Thursday, November 14 | 3:30 to 4:30 p.m.

Panelists: Richard A. Goodman, Department of Family and Preventive Medicine, Emory University; Dawn M. Holman, Division of Cancer Prevention and Control, Centers for Disease Control and Prevention; Mary C. White, Division of Cancer Prevention and Control, Centers for Disease Control and Prevention

This session builds on highlights from a CDC-funded supplemental issue of The Gerontologist on “Opportunities for Cancer Prevention During Older Adulthood.” The papers in the supplement address a wide range of innovative topics related to cancer risk among older adults, including health literacy and communication, age discrimination, financial hardship, the health effects of natural disasters, sun protection behaviors, and preventive health services, among others. Research suggests there may be more we could do lower exposures to known causes of cancer, promote social and physical environments that facilitate healthy behaviors and positive attitudes about aging and cancer prevention, expand appropriate use of preventive health services at older ages, and improve communication with older adults about cancer prevention efforts. Among the many potential imperatives are what society can do to reduce cancer risk and preserve health as adults enter their 60s, 70s, and beyond; what societal and environmental approaches might help to shift negative attitudes about aging and cancer prevention; and how best to engage older adults and their families, caregivers, and relevant community sectors in these efforts. Panelists will lead a discussion of these questions and provide insights into potentially promising new directions for research and practice to expand cancer prevention efforts for older adults.

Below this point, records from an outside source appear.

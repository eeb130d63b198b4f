use async_trait::async_trait;
use fleet_core::{
    Address, CgSnapshot, CgVolume, ConsistencyGroup, FloatingIp, HostId, Hyper, Image,
    ImageStorage, Instance, InstanceStatus, Interface, LoadBalancer, Migration, MigrationStatus,
    Resource, SecurityRule, Subnet, Task, TaskStatus, Volume, VolumeBackup, VolumeStatus,
    VrrpInstance, VrrpRole, Zone,
};

use crate::error::StoreError;

pub type Result<T> = std::result::Result<T, StoreError>;

/// Partial update of an instance row. `None` fields are left untouched.
#[derive(Debug, Clone, Default, PartialEq)]
pub struct InstanceUpdate {
    pub status: Option<InstanceStatus>,
    pub hyper: Option<HostId>,
    pub zone_id: Option<i64>,
    pub reason: Option<String>,
}

impl InstanceUpdate {
    pub fn status(status: InstanceStatus) -> Self {
        Self {
            status: Some(status),
            ..Self::default()
        }
    }
}

#[derive(Debug, Clone, Default, PartialEq)]
pub struct VolumeUpdate {
    pub status: Option<VolumeStatus>,
    pub path: Option<String>,
    pub target: Option<String>,
    pub instance_id: Option<i64>,
}

impl VolumeUpdate {
    pub fn status(status: VolumeStatus) -> Self {
        Self {
            status: Some(status),
            ..Self::default()
        }
    }

    /// Back to `available`, unbound from any instance.
    pub fn detached() -> Self {
        Self {
            status: Some(VolumeStatus::Available),
            path: None,
            target: Some(String::new()),
            instance_id: Some(0),
        }
    }
}

#[derive(Debug, Clone, Default, PartialEq)]
pub struct MigrationUpdate {
    pub status: Option<MigrationStatus>,
    pub target_hyper: Option<HostId>,
}

/// An interface together with its eagerly loaded addressing.
#[derive(Debug, Clone, PartialEq)]
pub struct Nic {
    pub interface: Interface,
    pub address: Option<Address>,
    pub subnet: Option<Subnet>,
    /// Second addresses bound to this interface, oldest first.
    pub second_addresses: Vec<Address>,
    /// Site subnets routed through this interface.
    pub site_subnets: Vec<Subnet>,
    /// Every address of the site subnets except their gateways.
    pub site_addresses: Vec<Address>,
}

impl Nic {
    /// Address and subnet, when the interface is fully addressed.
    pub fn addressing(&self) -> Option<(&Address, &Subnet)> {
        Some((self.address.as_ref()?, self.subnet.as_ref()?))
    }
}

/// One row of the router endpoint join: a peer interface on a router with
/// its address, subnet and (if it exists) the host it runs on.
#[derive(Debug, Clone, PartialEq)]
pub struct Endpoint {
    pub interface: Interface,
    pub address: Address,
    pub subnet: Subnet,
    pub host: Option<Hyper>,
}

/// A transactional unit of work.
///
/// Reads see the transaction's own writes. Nothing is visible to other
/// transactions until [`StoreTx::commit`]; dropping the transaction without
/// committing discards every write. A commit whose rows were changed by a
/// concurrent commit fails with [`StoreError::Conflict`].
#[async_trait]
pub trait StoreTx: Send {
    // Hypervisors and zones
    async fn hyper(&mut self, hostid: HostId) -> Result<Option<Hyper>>;
    async fn hypers(&mut self) -> Result<Vec<Hyper>>;
    async fn upsert_hyper(&mut self, hyper: Hyper) -> Result<()>;
    async fn upsert_resource(&mut self, resource: Resource) -> Result<()>;
    /// Zone with this name, created if missing.
    async fn zone_or_create(&mut self, name: &str) -> Result<Zone>;

    // Instances
    async fn instance(&mut self, id: i64) -> Result<Option<Instance>>;
    async fn update_instance(&mut self, id: i64, update: InstanceUpdate) -> Result<()>;
    async fn delete_instance(&mut self, id: i64) -> Result<()>;

    // Images
    async fn image(&mut self, id: i64) -> Result<Option<Image>>;
    async fn update_image(&mut self, image: Image) -> Result<()>;
    async fn image_storage(&mut self, id: i64) -> Result<Option<ImageStorage>>;
    /// Copies of the image, ordered by id.
    async fn image_storages(&mut self, image_id: i64) -> Result<Vec<ImageStorage>>;
    /// Insert (`id == 0`) or replace a pool copy; returns the stored row.
    async fn save_image_storage(&mut self, storage: ImageStorage) -> Result<ImageStorage>;
    async fn delete_image_storage(&mut self, id: i64) -> Result<()>;

    // Interfaces
    async fn interface(&mut self, id: i64) -> Result<Option<Interface>>;
    /// Interfaces owned by an instance, with addressing, ordered by id.
    async fn instance_nics(&mut self, instance_id: i64) -> Result<Vec<Nic>>;
    async fn nic(&mut self, interface_id: i64) -> Result<Option<Nic>>;
    async fn nic_by_mac(&mut self, instance_id: i64, mac: &str) -> Result<Option<Nic>>;
    async fn vrrp_nic(&mut self, vrrp_id: i64, role: VrrpRole) -> Result<Option<Nic>>;
    /// Public-side interface of a floating IP.
    async fn floating_nic(&mut self, floating_ip_id: i64) -> Result<Option<Nic>>;
    async fn set_interface_hyper(&mut self, id: i64, hyper: HostId) -> Result<()>;
    async fn set_instance_interfaces_hyper(&mut self, instance_id: i64, hyper: HostId)
    -> Result<()>;
    async fn delete_interface(&mut self, id: i64) -> Result<()>;
    /// Every non-gateway interface whose subnet belongs to `router_id` and
    /// whose host is not `exclude_hyper`, joined to address, subnet and host
    /// in a single pass.
    async fn router_endpoints(
        &mut self,
        router_id: i64,
        exclude_hyper: HostId,
    ) -> Result<Vec<Endpoint>>;

    // Addresses and subnets
    async fn subnet(&mut self, id: i64) -> Result<Option<Subnet>>;
    /// Every address referencing the interface as main or second owner.
    async fn addresses_of_interface(&mut self, interface_id: i64) -> Result<Vec<Address>>;
    /// Lock and return a free address of the subnet: `wanted` when given,
    /// otherwise the first free one that is not the subnet gateway.
    async fn lock_free_address(
        &mut self,
        subnet_id: i64,
        wanted: Option<&str>,
    ) -> Result<Option<Address>>;
    async fn update_address(&mut self, address: Address) -> Result<()>;
    /// Unbind the interface from any subnet it serves.
    async fn clear_subnet_interface(&mut self, interface_id: i64) -> Result<()>;
    async fn security_rules(&mut self, groups: &[i64]) -> Result<Vec<SecurityRule>>;

    // Volumes
    async fn volume(&mut self, id: i64) -> Result<Option<Volume>>;
    async fn volumes_of_instance(&mut self, instance_id: i64) -> Result<Vec<Volume>>;
    async fn update_volume(&mut self, id: i64, update: VolumeUpdate) -> Result<()>;
    async fn backup(&mut self, id: i64) -> Result<Option<VolumeBackup>>;
    async fn update_backup(&mut self, backup: VolumeBackup) -> Result<()>;

    // Consistency groups
    async fn consistency_group(&mut self, id: i64) -> Result<Option<ConsistencyGroup>>;
    async fn update_consistency_group(&mut self, cg: ConsistencyGroup) -> Result<()>;
    /// Remove the group together with its volume memberships.
    async fn delete_consistency_group(&mut self, id: i64) -> Result<()>;
    async fn cg_volumes(&mut self, cg_id: i64) -> Result<Vec<CgVolume>>;
    async fn cg_snapshot(&mut self, id: i64) -> Result<Option<CgSnapshot>>;
    async fn update_cg_snapshot(&mut self, snapshot: CgSnapshot) -> Result<()>;
    async fn delete_cg_snapshot(&mut self, id: i64) -> Result<()>;

    // Migrations and tasks
    async fn migration(&mut self, id: i64) -> Result<Option<Migration>>;
    /// Most recent migration of the instance away from `source_hyper`.
    async fn latest_migration_from(
        &mut self,
        instance_id: i64,
        source_hyper: HostId,
    ) -> Result<Option<Migration>>;
    async fn update_migration(&mut self, id: i64, update: MigrationUpdate) -> Result<()>;
    /// Insert a task and return it with its assigned id.
    async fn create_task(&mut self, task: Task) -> Result<Task>;
    async fn task(&mut self, id: i64) -> Result<Option<Task>>;
    async fn update_task_status(&mut self, id: i64, status: TaskStatus) -> Result<()>;
    async fn tasks_of_migration(
        &mut self,
        mission: i64,
        name: &str,
        status: TaskStatus,
    ) -> Result<Vec<Task>>;

    // Floating IPs, VRRP and load balancers
    async fn floating_ips_of_instance(&mut self, instance_id: i64) -> Result<Vec<FloatingIp>>;
    async fn update_floating_ip(&mut self, fip: FloatingIp) -> Result<()>;
    async fn vrrp_instance(&mut self, id: i64) -> Result<Option<VrrpInstance>>;
    async fn update_vrrp_instance(&mut self, vrrp: VrrpInstance) -> Result<()>;
    /// Set the status of every load balancer backed by the VRRP instance.
    async fn set_load_balancer_status(
        &mut self,
        vrrp_id: i64,
        status: &str,
    ) -> Result<Vec<LoadBalancer>>;

    async fn commit(self: Box<Self>) -> Result<()>;
    async fn rollback(self: Box<Self>) -> Result<()>;
}

/// Source of transactions.
#[async_trait]
pub trait StateStore: Send + Sync {
    async fn begin(&self) -> Result<Box<dyn StoreTx>>;
}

Disclaimer: The findings and conclusions in this report are those of the authors and do not necessarily represent the official position of the Centers for Disease Control and Prevention.

 

How do the Mouth, Eyes and Ears Impact Social Isolation?

Thursday, November 14 | 3:30 to 4:30 p.m.

Panelists: Frank R. Lin, Johns Hopkins University; Stephen K. Shuman, University of Minnesota; Bonnielin Swenor, Johns Hopkins University; Amber Willink, Johns Hopkins University. 

Research shows that social isolation is a deadly risk factor and social determinant for poorer health in the older adult population and a rising public health epidemic. Older adults who are socially isolated have a greater risk of death than their well-connected peers. We will discuss interventions and define sensory perception issues, such as vision loss and blindness, difficulty hearing, and missing teeth and other dental issues, and how they can lead to or perpetuate loneliness and social isolation in older adult populations.

Supported by GlaxoSmithKline Consumer Healthcare and Mars Confectionery. 

 

Thriving Across the Life Course Through Longevity Fitness?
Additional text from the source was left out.